# Here we go again



## collectorden (Jun 2, 2011)

*Concealed Carry Licenses Soon for All of Our Troops*


*Florida (March 15th, 2012)* Qualified to Defend Our Nation Overseas = Qualified to Defend Yourself and Your Family at Home.
Concealed Carry for Military & Vets Under 21 Has Passed the FL House and Senate Unanimously!
HB 463 & SB 998 

HOWEVER these bills have been amended to change
790.15 Discharging firearm in public 
to
790.15 Discharging firearm in public or on residential property.

(1) Except as provided in subsection (2) or subsection (3),
10 any person who knowingly discharges a firearm in any public
11 place or on the right-of-way of any paved public road, highway,
12 or street or whosoever knowingly discharges any firearm over the
13 right-of-way of any paved public road, highway, or street or
14 over any occupied premises or who recklessly or negligently
 15 discharges a firearm outdoors on any property used primarily as
 16 the site of a dwelling as defined in s. 776.013 or zoned
 17 exclusively for residential use is guilty of a misdemeanor of
18 the first degree


----------



## Capt Ron (Aug 12, 2008)

Aprils Fools?????
I hope they require actual training this time!
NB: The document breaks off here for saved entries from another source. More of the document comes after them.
impl VersionStore for Git {
    fn current_branch(&self) -> Result<Option<BranchName>, GitError> {
        let head = match self.repo.head() {
            Ok(h) => h,
            Err(e) if e.code() == git2::ErrorCode::UnbornBranch => return Ok(None),
            Err(e) => return Err(e.into()),
        };

        if head.is_branch() {
            if let Some(name) = head.shorthand() {
                return Ok(Some(BranchName::new(name)?));
            }
        }

        Ok(None) // Detached HEAD
    }

    fn head_oid(&self) -> Result<Option<Oid>, GitError> {
        let head = match self.repo.head() {
            Ok(h) => h,
            Err(e)
                if e.code() == git2::ErrorCode::UnbornBranch
                    || e.code() == git2::ErrorCode::NotFound =>
            {
                return Ok(None)
            }
            Err(e) => return Err(GitError::from_git2(e, "HEAD")),
        };
        let oid = head
            .peel_to_commit()
            .map_err(|e| GitError::from_git2(e, "HEAD"))?
            .id();
        Ok(Some(Self::from_raw(oid)?))
    }

    fn list_branches(&self) -> Result<Vec<BranchName>, GitError> {
        let branches = self
            .repo
            .branches(Some(git2::BranchType::Local))
            .map_err(|e| GitError::Internal {
                message: e.message().to_string(),
            })?;

        let mut names = Vec::new();
        for branch in branches {
            let (branch, _) = branch.map_err(|e| GitError::Internal {
                message: e.message().to_string(),
            })?;
            if let Some(name) = branch.name().ok().flatten() {
                // Skip invalid branch names
                if let Ok(branch_name) = BranchName::new(name) {
                    names.push(branch_name);
                }
            }
        }

        names.sort();
        Ok(names)
    }

    fn resolve_branch(&self, branch: &BranchName) -> Result<Option<Oid>, GitError> {
        self.try_resolve_ref(&branch.refname())
    }

    fn is_ancestor(&self, ancestor: &Oid, descendant: &Oid) -> Result<bool, GitError> {
        // A commit is its own ancestor
        if ancestor == descendant {
            return Ok(true);
        }

        self.repo
            .graph_descendant_of(Self::to_git2(descendant)?, Self::to_git2(ancestor)?)
            .map_err(|e| GitError::Internal {
                message: e.message().to_string(),
            })
    }

    fn commit_tree(&self, commit: &Oid) -> Result<Oid, GitError> {
        Self::from_raw(self.find_commit(commit)?.tree_id())
    }

    fn read_tree(&self, tree: &Oid) -> Result<Vec<TreeEntry>, GitError> {
        let tree = self
            .repo
            .find_tree(Self::to_git2(tree)?)
            .map_err(|e| GitError::from_git2(e, tree.as_str()))?;

        let mut raw = Vec::new();
        tree.walk(git2::TreeWalkMode::PreOrder, |root, entry| {
            let kind = match entry.kind() {
                Some(git2::ObjectType::Blob) => ObjectKind::Blob,
                Some(git2::ObjectType::Tree) => ObjectKind::Tree,
                // Submodule commits have no content to materialize
                _ => return git2::TreeWalkResult::Skip,
            };
            if let Some(name) = entry.name() {
                raw.push((format!("{root}{name}"), kind, entry.id()));
            }
            git2::TreeWalkResult::Ok
        })
        .map_err(|e| GitError::from_git2(e, "tree walk"))?;

        raw.into_iter()
            .map(|(path, kind, oid)| {
                Ok(TreeEntry {
                    path,
                    kind,
                    oid: Self::from_raw(oid)?,
                })
            })
            .collect()
    }

    fn read_blob(&self, blob: &Oid) -> Result<Vec<u8>, GitError> {
        let found = self
            .repo
            .find_blob(Self::to_git2(blob)?)
            .map_err(|e| GitError::from_git2(e, blob.as_str()))?;
        Ok(found.content().to_vec())
    }

    fn checkout(&self, commit: &Oid, force: bool) -> Result<(), GitError> {
        let commit = self.find_commit(commit)?;
        let tree = commit
            .tree()
            .map_err(|e| GitError::from_git2(e, "commit tree"))?;
        let mut index = self.open_index()?;

        if force {
            let work_dir = self.work_dir()?.to_path_buf();
            let target = Self::tree_blobs(&tree)?;
            let stale: Vec<String> = Self::index_blobs(&index)
                .into_keys()
                .filter(|path| !target.contains_key(path))
                .collect();
            for path in stale {
                Self::remove_workdir_file(&work_dir, &path)?;
            }
        }

        let mut opts = git2::build::CheckoutBuilder::new();
        if force {
            opts.force();
        } else {
            opts.safe();
        }
        self.repo
            .checkout_tree(commit.as_object(), Some(&mut opts))
            .map_err(|e| GitError::from_git2(e, "checkout"))?;

        index
            .read_tree(&tree)
            .map_err(|e| GitError::from_git2(e, "index"))?;
        index.write().map_err(|e| GitError::from_git2(e, "index"))?;
        Ok(())
    }

    fn write_ref(&self, branch: &BranchName, commit: &Oid) -> Result<(), GitError> {
        let refname = branch.refname();
        self.repo
            .reference(
                &refname,
                Self::to_git2(commit)?,
                true,
                &format!("pyxis: move {} to {}", branch, commit.short(7)),
            )
            .map_err(|e| GitError::from_git2(e, &refname))?;
        Ok(())
    }

    fn merge(&self, request: &MergeRequest) -> Result<MergeResult, GitError> {
        let ours_oid = self.resolve_ref(&request.ours.refname())?;
        let theirs_oid = self.resolve_ref(&request.theirs.refname())?;

        if self.is_ancestor(&theirs_oid, &ours_oid)? {
            return Ok(MergeResult::AlreadyMerged);
        }

        let ours = self.find_commit(&ours_oid)?;
        let theirs = self.find_commit(&theirs_oid)?;

        let mut merged = self
            .repo
            .merge_commits(&ours, &theirs, None)
            .map_err(|e| GitError::from_git2(e, "merge"))?;

        if merged.has_conflicts() {
            let conflicts = merged
                .conflicts()
                .map_err(|e| GitError::from_git2(e, "merge conflicts"))?;
            let paths: BTreeSet<String> = conflicts
                .filter_map(Result::ok)
                .filter_map(|c| c.our.or(c.their).or(c.ancestor))
                .map(|entry| String::from_utf8_lossy(&entry.path).into_owned())
                .collect();
            return Err(GitError::MergeConflict {
                paths: paths.into_iter().collect(),
            });
        }

        let tree_oid = merged
            .write_tree_to(&self.repo)
            .map_err(|e| GitError::from_git2(e, "write tree"))?;
        let tree = self
            .repo
            .find_tree(tree_oid)
            .map_err(|e| GitError::from_git2(e, "merged tree"))?;

        let signature = git2::Signature::now(&request.identity.name, &request.identity.email)
            .map_err(|e| GitError::from_git2(e, "signature"))?;
        let commit_oid = self
            .repo
            .commit(
                None,
                &signature,
                &signature,
                &request.message,
                &tree,
                &[&ours, &theirs],
            )
            .map_err(|e| GitError::from_git2(e, "commit"))?;

        let ours_ref = request.ours.refname();
        self.repo
            .reference(
                &ours_ref,
                commit_oid,
                true,
                &format!("merge {}: Merge made by the 'ort' strategy.", request.theirs),
            )
            .map_err(|e| GitError::from_git2(e, &ours_ref))?;

        let mut index = self.open_index()?;
        index
            .read_tree(&tree)
            .map_err(|e| GitError::from_git2(e, "index"))?;
        index.write().map_err(|e| GitError::from_git2(e, "index"))?;

        Ok(MergeResult::Merged {
            commit: Self::from_raw(commit_oid)?,
            tree: Self::from_raw(tree_oid)?,
        })
    }

    fn status_matrix(&self) -> Result<Vec<StatusRow>, GitError> {
        let work_dir = self.work_dir()?;
        let head = match self.head_tree()? {
            Some(tree) => Self::tree_blobs(&tree)?,
            None => BTreeMap::new(),
        };
        let index = Self::index_blobs(&self.open_index()?);

        let tracked: BTreeSet<&String> = head.keys().chain(index.keys()).collect();
        let mut rows = Vec::with_capacity(tracked.len());
        for path in tracked {
            let full = work_dir.join(path);
            let workdir = if full.is_file() {
                Some(
                    git2::Oid::hash_file(git2::ObjectType::Blob, &full)
                        .map_err(|e| GitError::from_git2(e, path))?,
                )
            } else {
                None
            };
            rows.push(StatusRow {
                path: path.clone(),
                head: head.get(path).copied().map(Self::from_raw).transpose()?,
                index: index.get(path).copied().map(Self::from_raw).transpose()?,
                workdir: workdir.map(Self::from_raw).transpose()?,
            });
        }
        Ok(rows)
    }
}
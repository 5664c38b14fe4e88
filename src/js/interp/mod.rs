//! js::interp
//!
//! Async tree-walking interpreter.
//!
//! # Architecture
//!
//! Evaluation is split the way the syntax is:
//!
//! - [`scope`] - lexical environments and function frames
//! - `expr` - expression evaluation, including optional chains
//! - `stmt` - statements, hoisting and destructuring
//! - `ops` - operators and coercions
//! - `call` - function calls, construction and class creation
//! - `task` - async function bodies parked on `await`
//!
//! Every evaluation step returns a boxed local future so host functions
//! (module loading, filesystem access) can suspend, and so an `await` can
//! park the body it belongs to. The engine is single-threaded; nothing here
//! is `Send`.
//!
//! Nested calls recurse on the host stack. Embedders run deep scripts on a
//! thread with a large stack; the call-depth limit turns runaway recursion
//! into a `RangeError` before that stack runs out.
//!
//! # Example
//!
//! ```ignore
//! let interp = Interpreter::new(Options::default());
//! let program = parser::parse("1 + 2")?;
//! let value = interp.run_script(&program).await?;
//! ```

mod call;
mod expr;
mod ops;
pub mod scope;
mod stmt;
mod task;

use std::cell::{Cell, RefCell};
use std::collections::VecDeque;
use std::rc::{Rc, Weak};

use smol_str::SmolStr;

pub use scope::{Env, Frame, Scope};
pub use task::{TaskId, TaskTable};

use super::ast::Program;
use super::builtins;
use super::error::{ErrorKind, JsError, JsResult};
use super::promise::Job;
use super::timers::TimerQueue;
use super::value::{
    sync_fn, LocalBoxFuture, Native, NativeFn, Obj, ObjectKind, Property, Slot, Value,
};

/// Interpreter limits and clock.
#[derive(Debug, Clone)]
pub struct Options {
    /// Timer callbacks run before the event loop gives up
    pub max_timer_runs: usize,
    /// Nested calls before `RangeError`
    pub max_call_depth: usize,
    /// Wall-clock time at virtual time zero, in epoch milliseconds
    pub start_time_ms: f64,
}

impl Default for Options {
    fn default() -> Self {
        Self {
            max_timer_runs: 10_000,
            max_call_depth: 10_000,
            start_time_ms: chrono::Utc::now().timestamp_millis() as f64,
        }
    }
}

/// Intrinsic prototypes.
pub struct Realm {
    pub object_proto: Obj,
    pub function_proto: Obj,
    pub array_proto: Obj,
    pub string_proto: Obj,
    pub number_proto: Obj,
    pub boolean_proto: Obj,
    pub promise_proto: Obj,
    pub date_proto: Obj,
    pub bytes_proto: Obj,
    error_protos: Vec<(ErrorKind, Obj)>,
}

impl Realm {
    fn new() -> Self {
        let object_proto = Obj::new(ObjectKind::Ordinary, None);
        let function_proto = Obj::new(
            ObjectKind::Function(super::value::Function::Native(Native {
                name: SmolStr::default(),
                call: sync_fn(|_, _, _| Ok(Value::Undefined)),
            })),
            Some(object_proto.clone()),
        );
        let ordinary = || Obj::new(ObjectKind::Ordinary, Some(object_proto.clone()));
        let error_proto = ordinary();
        let error_protos = ErrorKind::ALL
            .iter()
            .map(|&kind| {
                let proto = if kind == ErrorKind::Error {
                    error_proto.clone()
                } else {
                    Obj::new(ObjectKind::Ordinary, Some(error_proto.clone()))
                };
                (kind, proto)
            })
            .collect();
        Self {
            array_proto: ordinary(),
            string_proto: ordinary(),
            number_proto: ordinary(),
            boolean_proto: ordinary(),
            promise_proto: ordinary(),
            date_proto: ordinary(),
            bytes_proto: ordinary(),
            error_protos,
            function_proto,
            object_proto,
        }
    }

    pub fn error_proto(&self, kind: ErrorKind) -> &Obj {
        self.error_protos
            .iter()
            .find(|(k, _)| *k == kind)
            .map_or(&self.error_protos[0].1, |(_, proto)| proto)
    }
}

/// The script engine.
pub struct Interpreter {
    realm: Realm,
    global: Env,
    pub(crate) jobs: RefCell<VecDeque<Job>>,
    pub(crate) timers: RefCell<TimerQueue>,
    /// Rejected promises nobody has observed yet
    pub(crate) rejections: RefCell<Vec<Obj>>,
    /// Errors thrown by timer callbacks
    pub(crate) uncaught: RefCell<Vec<JsError>>,
    tasks: RefCell<TaskTable>,
    depth: Cell<usize>,
    options: Options,
    weak_self: Weak<Interpreter>,
}

impl Interpreter {
    pub fn new(options: Options) -> Rc<Self> {
        let interp = Rc::new_cyclic(|weak_self| Self {
            realm: Realm::new(),
            global: Scope::root(),
            jobs: RefCell::default(),
            timers: RefCell::default(),
            rejections: RefCell::default(),
            uncaught: RefCell::default(),
            tasks: RefCell::default(),
            depth: Cell::new(0),
            options,
            weak_self: weak_self.clone(),
        });
        builtins::install(&interp);
        interp
    }

    /// A strong handle for task bodies that outlive the call starting them.
    pub(crate) fn handle(&self) -> JsResult<Rc<Interpreter>> {
        self.weak_self
            .upgrade()
            .ok_or_else(|| self.error(ErrorKind::Error, "interpreter has shut down"))
    }

    pub fn realm(&self) -> &Realm {
        &self.realm
    }

    pub fn options(&self) -> &Options {
        &self.options
    }

    pub fn global(&self) -> &Env {
        &self.global
    }

    pub fn define_global(&self, name: &str, value: impl Into<Value>) {
        self.global.declare(name, value.into(), true);
    }

    /// Current virtual time in epoch milliseconds.
    pub fn now_ms(&self) -> f64 {
        self.options.start_time_ms + self.timers.borrow().now() as f64
    }

    // ------------------------------------------------------------------
    // Object construction

    pub fn new_object(&self) -> Obj {
        Obj::new(ObjectKind::Ordinary, Some(self.realm.object_proto.clone()))
    }

    pub fn new_array(&self, items: Vec<Value>) -> Obj {
        Obj::new(ObjectKind::Array(items), Some(self.realm.array_proto.clone()))
    }

    pub fn new_bytes(&self, bytes: Vec<u8>) -> Obj {
        Obj::new(ObjectKind::Bytes(bytes), Some(self.realm.bytes_proto.clone()))
    }

    pub fn new_function(&self, name: &str, call: NativeFn) -> Obj {
        let func = Obj::new(
            ObjectKind::Function(super::value::Function::Native(Native {
                name: SmolStr::new(name),
                call,
            })),
            Some(self.realm.function_proto.clone()),
        );
        func.define_hidden("name", Value::from(name));
        func
    }

    /// Attach a native method to `target`.
    pub fn define_method(&self, target: &Obj, name: &str, call: NativeFn) {
        target.define_hidden(name, Value::from(self.new_function(name, call)));
    }

    pub fn make_error(&self, kind: ErrorKind, message: &str) -> Obj {
        let error = Obj::new(
            ObjectKind::Error,
            Some(self.realm.error_proto(kind).clone()),
        );
        error.define_hidden("message", Value::from(message));
        error.define_hidden("stack", Value::from(format!("{}: {message}", kind.name())));
        error
    }

    pub fn error(&self, kind: ErrorKind, message: impl AsRef<str>) -> JsError {
        JsError::new(Value::from(self.make_error(kind, message.as_ref())))
    }

    pub fn type_error(&self, message: impl AsRef<str>) -> JsError {
        self.error(ErrorKind::TypeError, message)
    }

    pub fn range_error(&self, message: impl AsRef<str>) -> JsError {
        self.error(ErrorKind::RangeError, message)
    }

    pub fn reference_error(&self, message: impl AsRef<str>) -> JsError {
        self.error(ErrorKind::ReferenceError, message)
    }

    /// An `Error` carrying a Node-style `code` property.
    pub fn error_with_code(&self, message: impl AsRef<str>, code: &str) -> JsError {
        let error = self.make_error(ErrorKind::Error, message.as_ref());
        error.set_own("code", Value::from(code));
        JsError::new(Value::from(error))
    }

    // ------------------------------------------------------------------
    // Property access

    fn proto_for(&self, value: &Value) -> Option<Obj> {
        match value {
            Value::String(_) => Some(self.realm.string_proto.clone()),
            Value::Number(_) => Some(self.realm.number_proto.clone()),
            Value::Bool(_) => Some(self.realm.boolean_proto.clone()),
            Value::Object(obj) => Some(obj.clone()),
            Value::Undefined | Value::Null => None,
        }
    }

    /// `target[key]`, running getters.
    pub fn get<'a>(&'a self, target: &Value, key: &str) -> LocalBoxFuture<'a, JsResult<Value>> {
        let target = target.clone();
        let key = SmolStr::new(key);
        Box::pin(async move {
            if let Value::String(s) = &target {
                if key == "length" {
                    return Ok(Value::from(s.encode_utf16().count()));
                }
                if let Some(i) = super::value::array_index(&key) {
                    return Ok(s
                        .chars()
                        .nth(i)
                        .map_or(Value::Undefined, |c| Value::from(c.to_string())));
                }
            }
            let Some(holder) = self.proto_for(&target) else {
                return Err(self.type_error(format!(
                    "Cannot read properties of {} (reading '{key}')",
                    target.to_display_string()
                )));
            };
            match holder.lookup(&key) {
                Some(Slot::Data(value)) => Ok(value),
                Some(Slot::Accessor { get: Some(getter), .. }) => {
                    self.call(&getter, target.clone(), Vec::new()).await
                }
                _ => Ok(Value::Undefined),
            }
        })
    }

    /// `target[key] = value`, running setters. Writes to frozen objects and
    /// primitives are ignored.
    pub fn set<'a>(
        &'a self,
        target: &Value,
        key: &str,
        value: Value,
    ) -> LocalBoxFuture<'a, JsResult<()>> {
        let target = target.clone();
        let key = SmolStr::new(key);
        Box::pin(async move {
            let obj = match &target {
                Value::Object(obj) => obj.clone(),
                Value::Undefined | Value::Null => {
                    return Err(self.type_error(format!(
                        "Cannot set properties of {} (setting '{key}')",
                        target.to_display_string()
                    )))
                }
                _ => return Ok(()),
            };
            if let Some(Slot::Accessor { set, .. }) = obj.lookup(&key) {
                if let Some(setter) = set {
                    self.call(&setter, target.clone(), vec![value]).await?;
                }
                return Ok(());
            }
            obj.set_own(key, value);
            Ok(())
        })
    }

    /// Own enumerable `[key, value]` pairs, read through getters.
    pub async fn entries(&self, obj: &Obj) -> JsResult<Vec<(SmolStr, Value)>> {
        let target = Value::from(obj.clone());
        let mut entries = Vec::new();
        for key in obj.own_keys() {
            let value = self.get(&target, &key).await?;
            entries.push((key, value));
        }
        Ok(entries)
    }

    /// Elements of an iterable value.
    pub async fn iterate(&self, value: &Value) -> JsResult<Vec<Value>> {
        match value {
            Value::String(s) => Ok(s.chars().map(|c| Value::from(c.to_string())).collect()),
            Value::Object(obj) => {
                if let Some(items) = obj.array_elements() {
                    return Ok(items);
                }
                if let ObjectKind::Bytes(bytes) = &obj.borrow().kind {
                    return Ok(bytes.iter().map(|b| Value::from(f64::from(*b))).collect());
                }
                Err(self.type_error(format!("{} is not iterable", describe(value))))
            }
            _ => Err(self.type_error(format!("{} is not iterable", describe(value)))),
        }
    }

    /// Define a data property that is visible to enumeration.
    pub fn define_value(&self, target: &Obj, key: impl Into<SmolStr>, value: Value) {
        target.define(key, Property::data(value));
    }

    // ------------------------------------------------------------------
    // Entry points

    /// Run a program as a script in the global scope. Microtasks and timers
    /// run only while a top-level `await` is waiting.
    pub async fn run_script(&self, program: &Program) -> JsResult<Value> {
        let env = Scope::function(&self.global, Frame::with_this(Value::Undefined));
        self.run_toplevel(Box::pin(self.run_body(&program.body, &env)))
            .await
    }

    /// Run a program as a function body with the given parameters bound, as
    /// CommonJS module wrappers do. A top-level `return` ends the module; a
    /// top-level `await` drives the event loop until it is answered.
    pub async fn run_module(
        &self,
        program: &Program,
        params: &[(&str, Value)],
        this: Value,
    ) -> JsResult<Value> {
        let env = Scope::function(&self.global, Frame::with_this(this));
        for (name, value) in params {
            env.declare(*name, value.clone(), true);
        }
        self.run_toplevel(Box::pin(self.run_body(&program.body, &env)))
            .await
    }

    pub(crate) fn enter_call(&self) -> JsResult<CallGuard<'_>> {
        let depth = self.depth.get();
        if depth >= self.options.max_call_depth {
            return Err(self.range_error("Maximum call stack size exceeded"));
        }
        self.depth.set(depth + 1);
        Ok(CallGuard { interp: self })
    }
}

/// Decrements the call depth on drop.
pub(crate) struct CallGuard<'a> {
    interp: &'a Interpreter,
}

impl Drop for CallGuard<'_> {
    fn drop(&mut self) {
        self.interp.depth.set(self.interp.depth.get().saturating_sub(1));
    }
}

/// Short rendering of a value for error messages.
pub(crate) fn describe(value: &Value) -> String {
    match value {
        Value::String(s) => format!("\"{s}\""),
        Value::Object(obj) if obj.is_callable() => {
            format!("function {}", obj.function_name().unwrap_or_default())
        }
        Value::Object(obj) if obj.is_array() => "object".to_string(),
        Value::Object(_) => "#<Object>".to_string(),
        other => other.to_display_string(),
    }
}

#[cfg(test)]
pub(crate) mod test_support {
    use super::*;
    use crate::js::parser;

    /// Parse and run `source`, then drain the event loop.
    pub async fn eval(source: &str) -> JsResult<Value> {
        let interp = Interpreter::new(Options {
            start_time_ms: 0.0,
            max_call_depth: 32,
            ..Options::default()
        });
        eval_in(&interp, source).await
    }

    pub async fn eval_in(interp: &Interpreter, source: &str) -> JsResult<Value> {
        let program = parser::parse(source).expect("test source parses");
        let value = interp.run_script(&program).await?;
        interp.run_event_loop().await;
        Ok(value)
    }

    pub async fn eval_string(source: &str) -> String {
        match eval(source).await {
            Ok(value) => value.to_display_string(),
            Err(err) => format!("threw {}", err.value.to_display_string()),
        }
    }
}
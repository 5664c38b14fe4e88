//! runtime::console
//!
//! Output channels of executed code.
//!
//! Script `console` calls are formatted here and handed to a [`Console`]:
//! [`StdConsole`] for the CLI, [`CapturedConsole`] for tests and embedding.

use std::sync::{Arc, Mutex};

use crate::js::builtins::json;
use crate::js::{native_fn, Interpreter, JsResult, Obj, Value};

/// Which channel a line was written to.
#[derive(Debug, Clone, Copy, PartialEq, Eq)]
pub enum Stream {
    Log,
    Error,
}

/// Receiver of console output.
pub trait Console: Send + Sync {
    fn write(&self, stream: Stream, text: &str);
}

/// Keeps every line, in order.
#[derive(Debug, Clone, Default)]
pub struct CapturedConsole {
    lines: Arc<Mutex<Vec<(Stream, String)>>>,
}

impl CapturedConsole {
    pub fn new() -> Self {
        Self::default()
    }

    /// Every line written so far, with its channel.
    pub fn lines(&self) -> Vec<(Stream, String)> {
        self.lines
            .lock()
            .map(|l| l.clone())
            .unwrap_or_else(|poisoned| poisoned.into_inner().clone())
    }

    /// Lines written to one channel.
    pub fn output(&self, stream: Stream) -> Vec<String> {
        self.lines()
            .into_iter()
            .filter(|(s, _)| *s == stream)
            .map(|(_, line)| line)
            .collect()
    }

    pub fn clear(&self) {
        match self.lines.lock() {
            Ok(mut l) => l.clear(),
            Err(poisoned) => poisoned.into_inner().clear(),
        }
    }
}

impl Console for CapturedConsole {
    fn write(&self, stream: Stream, text: &str) {
        match self.lines.lock() {
            Ok(mut l) => l.push((stream, text.to_string())),
            Err(poisoned) => poisoned.into_inner().push((stream, text.to_string())),
        }
    }
}

/// Log lines to stdout, errors to stderr.
#[derive(Debug, Clone, Copy, Default)]
pub struct StdConsole;

impl Console for StdConsole {
    fn write(&self, stream: Stream, text: &str) {
        match stream {
            Stream::Log => println!("{text}"),
            Stream::Error => eprintln!("{text}"),
        }
    }
}

/// Render `console.log` arguments: objects as two-space JSON, errors as
/// `Name: message`, everything else by string conversion; joined by spaces.
pub async fn format_values(interp: &Interpreter, args: &[Value]) -> JsResult<String> {
    let mut parts = Vec::with_capacity(args.len());
    for value in args {
        let part = match value {
            Value::Object(obj) if obj.is_error() || obj.is_callable() => value.to_display_string(),
            Value::Object(_) => match json::stringify(interp, value, Some("  ")).await {
                Ok(Some(text)) => text,
                Ok(None) => value.to_display_string(),
                Err(_) => "[Circular]".to_string(),
            },
            other => interp.to_string(other).await?,
        };
        parts.push(part);
    }
    Ok(parts.join(" "))
}

/// Build the script-side `console` object writing to `sink`.
pub fn console_object(interp: &Interpreter, sink: Arc<dyn Console>) -> Obj {
    let console = interp.new_object();
    let methods: [(&str, Stream, &str); 5] = [
        ("log", Stream::Log, ""),
        ("debug", Stream::Log, ""),
        ("info", Stream::Log, "ℹ️ "),
        ("warn", Stream::Log, "⚠️ "),
        ("error", Stream::Error, ""),
    ];
    for (name, stream, prefix) in methods {
        let sink = sink.clone();
        interp.define_method(
            &console,
            name,
            native_fn(move |interp, _, args| {
                let sink = sink.clone();
                Box::pin(async move {
                    let text = format_values(interp, &args).await?;
                    sink.write(stream, &format!("{prefix}{text}"));
                    Ok(Value::Undefined)
                })
            }),
        );
    }
    console
}

#[cfg(test)]
mod tests {
    use super::*;
    use crate::js::{parse, Options};

    async fn run(source: &str) -> CapturedConsole {
        let captured = CapturedConsole::new();
        let interp = Interpreter::new(Options::default());
        interp.define_global("console", console_object(&interp, Arc::new(captured.clone())));
        let program = parse(source).unwrap();
        interp.run_script(&program).await.unwrap();
        captured
    }

    #[tokio::test]
    async fn primitives_join_with_spaces() {
        let out = run("console.log('a', 1, true, null, undefined)").await;
        assert_eq!(out.output(Stream::Log), vec!["a 1 true null undefined"]);
    }

    #[tokio::test]
    async fn objects_render_as_pretty_json() {
        let out = run("console.log('v:', { a: [1] })").await;
        assert_eq!(out.output(Stream::Log), vec!["v: {\n  \"a\": [\n    1\n  ]\n}"]);
    }

    #[tokio::test]
    async fn channels_and_prefixes() {
        let out = run("console.warn('careful'); console.info('fyi'); console.error(new TypeError('bad'))").await;
        assert_eq!(
            out.lines(),
            vec![
                (Stream::Log, "⚠️ careful".to_string()),
                (Stream::Log, "ℹ️ fyi".to_string()),
                (Stream::Error, "TypeError: bad".to_string()),
            ]
        );
    }

    #[tokio::test]
    async fn cycles_do_not_throw() {
        let out = run("const a = {}; a.a = a; console.log(a)").await;
        assert_eq!(out.output(Stream::Log), vec!["[Circular]"]);
    }
}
What does zoned* exclusively* for residential use mean? Some lawyer help needed here.
How will effect Doc in Gulf Breeze and his gun range?


----------



## collectorden (Jun 2, 2011)

http://flsenate.gov/Session/Bill/2012/0998

orig bill:
http://flsenate.gov/Session/Bill/2012/0998/BillText/Filed/HTML

ammendment as adopted:
http://flsenate.gov/Session/Bill/2012/0998/Amendment/372506/HTML

From s. 776.013:
(5) As used in this section, the term a) “Dwelling” means a building or conveyance of any kind, including any attached porch, whether the building or conveyance is temporary or permanent, mobile or immobile, which has a roof over it, including a tent, and is designed to be occupied by people lodging therein at night.
(b) “Residence” means a dwelling in which a person resides either temporarily or permanently or is visiting as an invited guest.


----------



## Gravity3694 (May 10, 2011)

I can easily see, "recklessly or negligently" easily being abused.


----------



## bigbulls (Mar 12, 2008)

Good news, it's a long time coming.



> I can easily see, "recklessly or negligently" easily being abused.


Ditto. Depending on the responding officer or prosecuting attorney. This needs to be defined as it pertains to this law.


----------



## stringle (Oct 3, 2007)

Ron, I know the Army, Marines and AF have firearms training...never heard about the Navy!!:devil2: (I kid, I kid!)

Vickie


----------